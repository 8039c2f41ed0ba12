//! Firestore REST wire format
//!
//! Request bodies for `runQuery` / `runAggregationQuery` and decoding of their
//! responses into [`Document`] and [`Value`]. Field maps are decoded through
//! order-preserving `serde_json` maps so documents keep server field order.

use crate::firestore::path::CollectionPath;
use crate::model::{Document, Value};
use base64::{engine::general_purpose::STANDARD, Engine};
use chrono::{DateTime, Utc};
use fire_common::{FireError, Result};
use reqwest::StatusCode;
use serde::Deserialize;
use serde_json::{json, Map, Value as Json};

/// Alias of the count aggregation in requests and responses
pub const COUNT_ALIAS: &str = "total";

#[derive(Debug, Deserialize)]
#[serde(rename_all = "camelCase")]
struct RunQueryItem {
    #[serde(default)]
    document: Option<WireDocument>,
    #[serde(default)]
    error: Option<ErrorBody>,
}

#[derive(Debug, Deserialize)]
#[serde(rename_all = "camelCase")]
struct WireDocument {
    name: String,
    #[serde(default)]
    fields: Map<String, Json>,
}

#[derive(Debug, Deserialize)]
#[serde(rename_all = "camelCase")]
struct AggregationItem {
    #[serde(default)]
    result: Option<AggregationResult>,
    #[serde(default)]
    error: Option<ErrorBody>,
}

#[derive(Debug, Deserialize)]
#[serde(rename_all = "camelCase")]
struct AggregationResult {
    #[serde(default)]
    aggregate_fields: Map<String, Json>,
}

#[derive(Debug, Deserialize)]
struct ErrorEnvelope {
    error: ErrorBody,
}

/// Google API error payload
#[derive(Debug, Deserialize)]
struct ErrorBody {
    #[serde(default)]
    code: Option<u16>,
    #[serde(default)]
    message: String,
    #[serde(default)]
    status: Option<String>,
}

impl ErrorBody {
    fn into_error(self, fallback_status: u16) -> FireError {
        let status = self.code.unwrap_or(fallback_status);
        FireError::Api {
            status,
            code: self.status.unwrap_or_else(|| status_code_name(status)),
            message: self.message,
        }
    }
}

/// Body of a `runQuery` request fetching up to `limit` documents
pub fn run_query_body(path: &CollectionPath, limit: u32) -> Json {
    json!({
        "structuredQuery": {
            "from": [{ "collectionId": path.collection_id() }],
            "limit": limit,
        }
    })
}

/// Body of a `runAggregationQuery` request counting the whole collection
pub fn count_query_body(path: &CollectionPath) -> Json {
    json!({
        "structuredAggregationQuery": {
            "structuredQuery": {
                "from": [{ "collectionId": path.collection_id() }],
            },
            "aggregations": [{ "alias": COUNT_ALIAS, "count": {} }],
        }
    })
}

/// Decode a `runQuery` response stream.
///
/// Entries without a document (the trailing `readTime` entry, or the only
/// entry of an empty result) are skipped.
pub fn decode_documents(body: &str) -> Result<Vec<Document>> {
    let items: Vec<RunQueryItem> = serde_json::from_str(body)
        .map_err(|e| FireError::Decode(format!("runQuery response: {}", e)))?;

    let mut documents = Vec::new();
    for item in items {
        if let Some(error) = item.error {
            return Err(error.into_error(500));
        }
        if let Some(doc) = item.document {
            documents.push(Document::from_name(&doc.name, decode_fields(&doc.fields)?));
        }
    }
    Ok(documents)
}

/// Decode a `runAggregationQuery` response into the collection count
pub fn decode_count(body: &str) -> Result<u64> {
    let items: Vec<AggregationItem> = serde_json::from_str(body)
        .map_err(|e| FireError::Decode(format!("runAggregationQuery response: {}", e)))?;

    for item in items {
        if let Some(error) = item.error {
            return Err(error.into_error(500));
        }
        let Some(result) = item.result else {
            continue;
        };
        let raw = result.aggregate_fields.get(COUNT_ALIAS).ok_or_else(|| {
            FireError::Decode(format!("aggregation result has no '{}' field", COUNT_ALIAS))
        })?;
        return match decode_value(raw)? {
            Value::Integer(count) if count >= 0 => Ok(count as u64),
            other => Err(FireError::Decode(format!(
                "count is not a non-negative integer: {}",
                other
            ))),
        };
    }

    Err(FireError::Decode(
        "runAggregationQuery returned no result".to_string(),
    ))
}

/// Map an unsuccessful HTTP response to an API error
pub fn decode_error(status: StatusCode, body: &str) -> FireError {
    if let Ok(envelope) = serde_json::from_str::<ErrorEnvelope>(body) {
        return envelope.error.into_error(status.as_u16());
    }
    if let Ok(mut envelopes) = serde_json::from_str::<Vec<ErrorEnvelope>>(body) {
        if !envelopes.is_empty() {
            return envelopes.remove(0).error.into_error(status.as_u16());
        }
    }

    let message = match body.trim() {
        "" => status.canonical_reason().unwrap_or("request failed").to_string(),
        text => text.to_string(),
    };
    FireError::Api {
        status: status.as_u16(),
        code: status_code_name(status.as_u16()),
        message,
    }
}

/// `404` -> `NOT_FOUND`
fn status_code_name(status: u16) -> String {
    StatusCode::from_u16(status)
        .ok()
        .and_then(|s| s.canonical_reason())
        .map(|reason| reason.to_uppercase().replace(|c: char| c == ' ' || c == '-', "_"))
        .unwrap_or_else(|| "UNKNOWN".to_string())
}

pub fn decode_fields(fields: &Map<String, Json>) -> Result<Vec<(String, Value)>> {
    fields
        .iter()
        .map(|(key, raw)| decode_value(raw).map(|value| (key.clone(), value)))
        .collect()
}

/// Decode one typed Firestore value (`{"stringValue": "x"}` and friends)
pub fn decode_value(raw: &Json) -> Result<Value> {
    let object = raw
        .as_object()
        .ok_or_else(|| FireError::Decode(format!("value is not an object: {}", raw)))?;

    let mut entries = object.iter();
    let (kind, payload) = match (entries.next(), entries.next()) {
        (Some(entry), None) => entry,
        _ => {
            return Err(FireError::Decode(format!(
                "value must have exactly one type key: {}",
                raw
            )))
        }
    };

    let malformed = || FireError::Decode(format!("malformed {}: {}", kind, payload));

    match kind.as_str() {
        "nullValue" => Ok(Value::Null),
        "booleanValue" => payload.as_bool().map(Value::Boolean).ok_or_else(malformed),
        "integerValue" => match payload {
            Json::String(text) => text.parse().map(Value::Integer).map_err(|_| malformed()),
            Json::Number(n) => n.as_i64().map(Value::Integer).ok_or_else(malformed),
            _ => Err(malformed()),
        },
        "doubleValue" => decode_double(payload).map(Value::Double).ok_or_else(malformed),
        "timestampValue" => payload
            .as_str()
            .and_then(|text| DateTime::parse_from_rfc3339(text).ok())
            .map(|ts| Value::Timestamp(ts.with_timezone(&Utc)))
            .ok_or_else(malformed),
        "stringValue" => payload
            .as_str()
            .map(|s| Value::String(s.to_string()))
            .ok_or_else(malformed),
        "bytesValue" => payload
            .as_str()
            .and_then(|text| STANDARD.decode(text).ok())
            .map(Value::Bytes)
            .ok_or_else(malformed),
        "referenceValue" => payload
            .as_str()
            .map(|s| Value::Reference(s.to_string()))
            .ok_or_else(malformed),
        "geoPointValue" => {
            // proto3 JSON omits zero coordinates
            let coordinate = |name: &str| match payload.get(name) {
                None => Some(0.0),
                Some(v) => decode_double(v),
            };
            match (coordinate("latitude"), coordinate("longitude")) {
                (Some(latitude), Some(longitude)) => Ok(Value::GeoPoint {
                    latitude,
                    longitude,
                }),
                _ => Err(malformed()),
            }
        }
        "arrayValue" => match payload.get("values") {
            None => Ok(Value::Array(Vec::new())),
            Some(Json::Array(values)) => values
                .iter()
                .map(decode_value)
                .collect::<Result<Vec<_>>>()
                .map(Value::Array),
            Some(_) => Err(malformed()),
        },
        "mapValue" => match payload.get("fields") {
            None => Ok(Value::Map(Vec::new())),
            Some(Json::Object(fields)) => decode_fields(fields).map(Value::Map),
            Some(_) => Err(malformed()),
        },
        other => Err(FireError::Decode(format!(
            "unsupported value type '{}'",
            other
        ))),
    }
}

/// Doubles arrive as numbers, or as strings for the non-finite values
fn decode_double(raw: &Json) -> Option<f64> {
    match raw {
        Json::Number(n) => n.as_f64(),
        Json::String(text) => match text.as_str() {
            "NaN" => Some(f64::NAN),
            "Infinity" => Some(f64::INFINITY),
            "-Infinity" => Some(f64::NEG_INFINITY),
            other => other.parse().ok(),
        },
        _ => None,
    }
}
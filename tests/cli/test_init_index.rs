//! Tests for init-index CLI command

use crate::common::local_config;
use docindex::cli::commands::init_index::{execute, InitIndexArgs};
use docindex::cli::OutputFormat;
use docindex::core::storage::TantivyIndex;
use tempfile::TempDir;

fn local_index(temp: &TempDir) -> TantivyIndex {
    let config = local_config(temp);
    TantivyIndex::new(&config.index.local_dir, &config.index.index_name)
}

#[tokio::test]
async fn test_init_index_creates_definition() {
    let temp = TempDir::new().unwrap();
    let config = local_config(&temp);
    let index = local_index(&temp);

    let result = execute(InitIndexArgs::default(), &config, &index, OutputFormat::Human).await;
    assert!(result.is_ok(), "init-index should succeed: {:?}", result.err());

    let definition = index.definition().unwrap();
    assert_eq!(definition.name, "test-docs");
    assert_eq!(
        definition.field("embedding").unwrap().dimensions,
        Some(config.embedding.dimensions)
    );
}

#[tokio::test]
async fn test_init_index_twice_suggests_update() {
    let temp = TempDir::new().unwrap();
    let config = local_config(&temp);
    let index = local_index(&temp);

    execute(InitIndexArgs::default(), &config, &index, OutputFormat::Json)
        .await
        .unwrap();
    let err = execute(InitIndexArgs::default(), &config, &index, OutputFormat::Json)
        .await
        .unwrap_err();

    let message = err.to_string();
    assert!(message.contains("already exists"), "got: {message}");
    assert!(message.contains("--update"), "got: {message}");
}

#[tokio::test]
async fn test_init_index_update_overrides_dimensions() {
    let temp = TempDir::new().unwrap();
    let config = local_config(&temp);
    let index = local_index(&temp);

    execute(InitIndexArgs::default(), &config, &index, OutputFormat::Human)
        .await
        .unwrap();

    let args = InitIndexArgs {
        update: true,
        dimensions: Some(3072),
    };
    execute(args, &config, &index, OutputFormat::Json)
        .await
        .unwrap();

    let definition = index.definition().unwrap();
    assert_eq!(definition.field("embedding").unwrap().dimensions, Some(3072));
}

#[tokio::test]
async fn test_init_index_rejects_zero_dimensions() {
    let temp = TempDir::new().unwrap();
    let config = local_config(&temp);
    let index = local_index(&temp);

    let args = InitIndexArgs {
        update: false,
        dimensions: Some(0),
    };
    assert!(execute(args, &config, &index, OutputFormat::Human)
        .await
        .is_err());
    assert!(!index.exists());
}
//! Hybrid search over ingested sections.
//!
//! The query text is embedded with the same service used at
//! ingestion time and sent to the index together with the raw text,
//! so the backend can combine keyword and vector relevance.

mod hybrid;

pub use hybrid::{SearchResponse, SearchService, VECTOR_FIELD};
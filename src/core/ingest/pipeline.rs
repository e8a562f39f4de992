//! Ingestion pipeline orchestration.
//!
//! Coordinates the end-to-end ingestion workflow:
//! 1. Resolve the input path to documents
//! 2. Extract per-page text and build the page map
//! 3. Split into overlapping segments
//! 4. Embed each segment into a section
//! 5. Upload sections in batches
//!
//! Every step is awaited in turn; the first collaborator error
//! ends the run.

use std::path::Path;
use std::time::Instant;

use chrono::Utc;
use serde::Serialize;

use crate::core::embedding::Embedder;
use crate::core::error::Result;
use crate::core::ingest::extractor::extractor_for;
use crate::core::ingest::section::{section_id, source_page, SectionAssembler};
use crate::core::ingest::uploader::BatchUploader;
use crate::core::ingest::walker::DocumentWalker;
use crate::core::ingest::{PageMap, TextSplitter};
use crate::core::storage::SearchIndex;
use crate::core::types::IngestStats;

/// A section as it would be uploaded, without its embedding
#[derive(Debug, Clone, Serialize)]
pub struct SectionPreview {
    pub id: String,
    pub sourcepage: String,
    pub start: usize,
    pub end: usize,
    pub content: String,
}

/// Extract the pages of one document into a page map
pub fn load_page_map(path: &Path) -> Result<PageMap> {
    let pages = extractor_for(path)?.extract_pages(path)?;
    Ok(PageMap::build(pages))
}

/// Split a document without embedding or uploading
pub fn preview_file(splitter: &TextSplitter, path: &Path) -> Result<Vec<SectionPreview>> {
    let filename = path.to_string_lossy();
    let page_map = load_page_map(path)?;
    let assembler = SectionAssembler::new(filename.as_ref());

    Ok(splitter
        .split(&page_map)
        .enumerate()
        .map(|(index, segment)| SectionPreview {
            id: section_id(assembler.file_id(), index),
            sourcepage: source_page(assembler.filename(), segment.page),
            start: segment.start,
            end: segment.end,
            content: segment.text,
        })
        .collect())
}

/// Orchestrates ingestion against an embedder and an index
pub struct IngestPipeline<'a> {
    splitter: TextSplitter,
    walker: DocumentWalker,
    embedder: &'a dyn Embedder,
    index: &'a dyn SearchIndex,
    batch_size: usize,
}

impl<'a> IngestPipeline<'a> {
    pub fn new(
        splitter: TextSplitter,
        walker: DocumentWalker,
        embedder: &'a dyn Embedder,
        index: &'a dyn SearchIndex,
        batch_size: usize,
    ) -> Self {
        Self {
            splitter,
            walker,
            embedder,
            index,
            batch_size,
        }
    }

    /// Ingest a file or every matching document under a directory.
    ///
    /// Documents are processed in path order and share one
    /// uploader, so batches may span files.
    pub async fn ingest_path(&self, path: &Path) -> Result<IngestStats> {
        let started_at = Utc::now();
        let start = Instant::now();

        let files = self.walker.resolve(path)?;
        tracing::info!("Found {} documents under {:?}", files.len(), path);

        let mut uploader = BatchUploader::new(self.index, self.batch_size);
        let mut pages_extracted = 0;
        let mut sections_created = 0;

        for (idx, file) in files.iter().enumerate() {
            tracing::info!("Processing {:?} ({}/{})", file, idx + 1, files.len());
            let (pages, sections) = self.ingest_file(file, &mut uploader).await?;
            pages_extracted += pages;
            sections_created += sections;
        }

        let upload = uploader.finish().await?;
        let stats = IngestStats {
            files_ingested: files.len(),
            pages_extracted,
            sections_created,
            upload,
            started_at,
            duration_ms: start.elapsed().as_millis() as u64,
        };

        tracing::info!(
            "Ingested {} files: {} sections, {} uploaded, {} rejected in {}ms",
            stats.files_ingested,
            stats.sections_created,
            stats.upload.succeeded(),
            stats.upload.failed(),
            stats.duration_ms
        );
        Ok(stats)
    }

    /// Push the sections of one document; returns (pages, sections)
    async fn ingest_file(
        &self,
        path: &Path,
        uploader: &mut BatchUploader<'_>,
    ) -> Result<(usize, usize)> {
        let page_map = load_page_map(path)?;
        let assembler = SectionAssembler::new(path.to_string_lossy());

        let mut sections = 0;
        for (index, segment) in self.splitter.split(&page_map).enumerate() {
            let section = assembler.assemble(segment, index, self.embedder).await?;
            uploader.push(section).await?;
            sections += 1;
        }

        tracing::debug!(
            "{:?}: {} pages, {} chars, {} sections",
            path,
            page_map.len(),
            page_map.total_chars(),
            sections
        );
        Ok((page_map.len(), sections))
    }
}
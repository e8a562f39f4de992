//! End-to-end pipeline runs against in-memory collaborators

use crate::common::{
    assert_valid_stats, FailingEmbedder, HashEmbedder, RecordingIndex, TestDocs,
};
use docindex::core::embedding::Embedder;
use docindex::core::error::DocIndexError;
use docindex::core::ingest::{
    decode_file_id, file_id, upload_all, DocumentWalker, IngestPipeline, TextSplitter,
};
use docindex::core::storage::SearchIndex;

fn walker() -> DocumentWalker {
    DocumentWalker::new(&["*.txt".to_string(), "*.md".to_string()], &[], 10).unwrap()
}

fn build_pipeline<'a>(
    splitter: TextSplitter,
    embedder: &'a dyn Embedder,
    index: &'a dyn SearchIndex,
    batch_size: usize,
) -> IngestPipeline<'a> {
    IngestPipeline::new(splitter, walker(), embedder, index, batch_size)
}

fn manual_docs() -> TestDocs {
    let page = "Inspect the landing gear before every flight. Check the fuel pressure valve. ";
    let manual = format!("{}\x0C{}", page.repeat(6), page.repeat(6));
    TestDocs::with_files(&[
        ("b_manual.txt", manual.as_str()),
        ("a_notes.md", "Short note on the rudder."),
        ("ignored.csv", "not,a,document"),
        (".hidden/secret.txt", "should never be read"),
    ])
}

#[tokio::test]
async fn test_pipeline_ingests_directory_in_path_order() {
    let docs = manual_docs();
    let embedder = HashEmbedder::new(16);
    let index = RecordingIndex::default();

    let pipeline = build_pipeline(TextSplitter::new(200, 20, 20), &embedder, &index, 5);
    let stats = pipeline.ingest_path(docs.path()).await.unwrap();

    assert_valid_stats(&stats);
    assert_eq!(stats.files_ingested, 2);
    assert_eq!(stats.pages_extracted, 3);
    assert_eq!(stats.upload.failed(), 0);
    assert!(stats.started_at <= chrono::Utc::now());

    let sections = index.sections();
    assert_eq!(sections.len(), stats.sections_created);
    assert_eq!(embedder.call_count(), sections.len());

    // a_notes.md sorts first and fits in one section
    let notes = docs.file("a_notes.md").to_string_lossy().into_owned();
    assert_eq!(sections[0].sourcefile, notes);
    assert_eq!(sections[0].sourcepage, "a_notes-0.md");
    assert_eq!(sections[0].id, format!("{}-page-0", file_id(&notes)));
    assert!(sections.iter().all(|s| !s.content.contains("secret")));
}

#[tokio::test]
async fn test_pipeline_batches_span_files() {
    let docs = manual_docs();
    let embedder = HashEmbedder::new(16);
    let index = RecordingIndex::default();

    let pipeline = build_pipeline(TextSplitter::new(200, 20, 20), &embedder, &index, 5);
    let stats = pipeline.ingest_path(docs.path()).await.unwrap();

    let sizes = index.batch_sizes();
    let (last, full) = sizes.split_last().unwrap();
    assert!(full.iter().all(|&size| size == 5));
    assert!((1..=5).contains(last));
    assert_eq!(sizes.iter().sum::<usize>(), stats.sections_created);
    assert_eq!(stats.upload.batches.len(), sizes.len());
}

#[tokio::test]
async fn test_section_ids_are_sequential_per_file() {
    let docs = manual_docs();
    let embedder = HashEmbedder::new(16);
    let index = RecordingIndex::default();

    let pipeline = build_pipeline(TextSplitter::new(200, 20, 20), &embedder, &index, 100);
    pipeline.ingest_path(docs.path()).await.unwrap();

    let manual = docs.file("b_manual.txt").to_string_lossy().into_owned();
    let manual_id = file_id(&manual);
    let manual_sections: Vec<_> = index
        .sections()
        .into_iter()
        .filter(|s| s.sourcefile == manual)
        .collect();

    assert!(manual_sections.len() > 2);
    for (i, section) in manual_sections.iter().enumerate() {
        assert_eq!(section.id, format!("{manual_id}-page-{i}"));
        assert_eq!(section.embedding.len(), 16);
    }
    assert_eq!(decode_file_id(&manual_id).unwrap(), manual);

    // Pages are separated by a form feed; later sections start on page 1
    assert_eq!(manual_sections[0].sourcepage, "b_manual-0.txt");
    assert_eq!(
        manual_sections.last().unwrap().sourcepage,
        "b_manual-1.txt"
    );
}

#[tokio::test]
async fn test_embedding_input_has_no_newlines() {
    let docs = TestDocs::with_files(&[("lines.txt", "First line.\nSecond line.\nThird line.")]);
    let embedder = HashEmbedder::new(8);
    let index = RecordingIndex::default();

    let pipeline = build_pipeline(TextSplitter::default(), &embedder, &index, 10);
    pipeline.ingest_path(docs.path()).await.unwrap();

    let inputs = embedder.inputs.lock().unwrap().clone();
    assert_eq!(inputs, vec!["First line. Second line. Third line.".to_string()]);
    // Stored content keeps its line breaks
    assert!(index.sections()[0].content.contains('\n'));
}

#[tokio::test]
async fn test_rejected_sections_are_counted_not_fatal() {
    let docs = TestDocs::with_files(&[
        ("a.txt", "Accepted section."),
        ("b.txt", "REJECT this one."),
        ("c.txt", "Also accepted."),
    ]);
    let embedder = HashEmbedder::new(8);
    let index = RecordingIndex::rejecting("REJECT");

    let pipeline = build_pipeline(TextSplitter::default(), &embedder, &index, 2);
    let stats = pipeline.ingest_path(docs.path()).await.unwrap();

    assert_eq!(stats.upload.submitted(), 3);
    assert_eq!(stats.upload.succeeded(), 2);
    assert_eq!(stats.upload.failed(), 1);
    assert_eq!(index.batch_sizes(), vec![2, 1]);
    let failure = &stats.upload.batches[0].failures[0];
    assert!(failure.key.contains("-page-0"));
    assert_eq!(failure.error_message.as_deref(), Some("document rejected"));
}

#[tokio::test]
async fn test_embedding_failure_aborts_run() {
    let docs = TestDocs::with_files(&[("a.txt", "Some text.")]);
    let embedder = FailingEmbedder;
    let index = RecordingIndex::default();

    let pipeline = build_pipeline(TextSplitter::default(), &embedder, &index, 10);
    let err = pipeline.ingest_path(docs.path()).await.unwrap_err();

    assert!(matches!(err, DocIndexError::EmbeddingFailed(_)));
    assert!(index.batch_sizes().is_empty());
}

#[tokio::test]
async fn test_corrupt_pdf_aborts_run() {
    let docs = TestDocs::with_files(&[("broken.pdf", "this is not a pdf")]);
    let walker = DocumentWalker::new(&["*.pdf".to_string()], &[], 10).unwrap();
    let embedder = HashEmbedder::new(8);
    let index = RecordingIndex::default();

    let pipeline = IngestPipeline::new(TextSplitter::default(), walker, &embedder, &index, 10);
    let err = pipeline.ingest_path(docs.path()).await.unwrap_err();

    assert!(matches!(err, DocIndexError::ExtractionFailed(_)));
    assert_eq!(embedder.call_count(), 0);
}

#[tokio::test]
async fn test_missing_path_is_invalid() {
    let docs = TestDocs::with_files(&[]);
    let embedder = HashEmbedder::new(8);
    let index = RecordingIndex::default();

    let pipeline = build_pipeline(TextSplitter::default(), &embedder, &index, 10);
    let err = pipeline
        .ingest_path(&docs.file("nowhere"))
        .await
        .unwrap_err();
    assert!(matches!(err, DocIndexError::InvalidPath(_)));
}

#[tokio::test]
async fn test_empty_directory_uploads_nothing() {
    let docs = TestDocs::with_files(&[("readme.csv", "a,b")]);
    let embedder = HashEmbedder::new(8);
    let index = RecordingIndex::default();

    let pipeline = build_pipeline(TextSplitter::default(), &embedder, &index, 10);
    let stats = pipeline.ingest_path(docs.path()).await.unwrap();

    assert_eq!(stats.files_ingested, 0);
    assert_eq!(stats.sections_created, 0);
    assert!(index.batch_sizes().is_empty());
}

#[tokio::test]
async fn test_upload_all_batches() {
    let docs = manual_docs();
    let embedder = HashEmbedder::new(4);
    let index = RecordingIndex::default();
    let pipeline = build_pipeline(TextSplitter::new(200, 20, 20), &embedder, &index, 1000);
    pipeline.ingest_path(docs.path()).await.unwrap();
    let sections = index.sections();

    let target = RecordingIndex::default();
    let summary = upload_all(&target, sections.clone(), 3).await.unwrap();

    assert_eq!(summary.submitted(), sections.len());
    assert_eq!(target.sections(), sections);
}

Your task: Look for "TantivyIndex" in each line of the material, then copy the lines where it is found.

Solution:
use docindex::core::storage::TantivyIndex;
fn local_index(temp: &TempDir) -> TantivyIndex {
    TantivyIndex::new(&config.index.local_dir, &config.index.index_name)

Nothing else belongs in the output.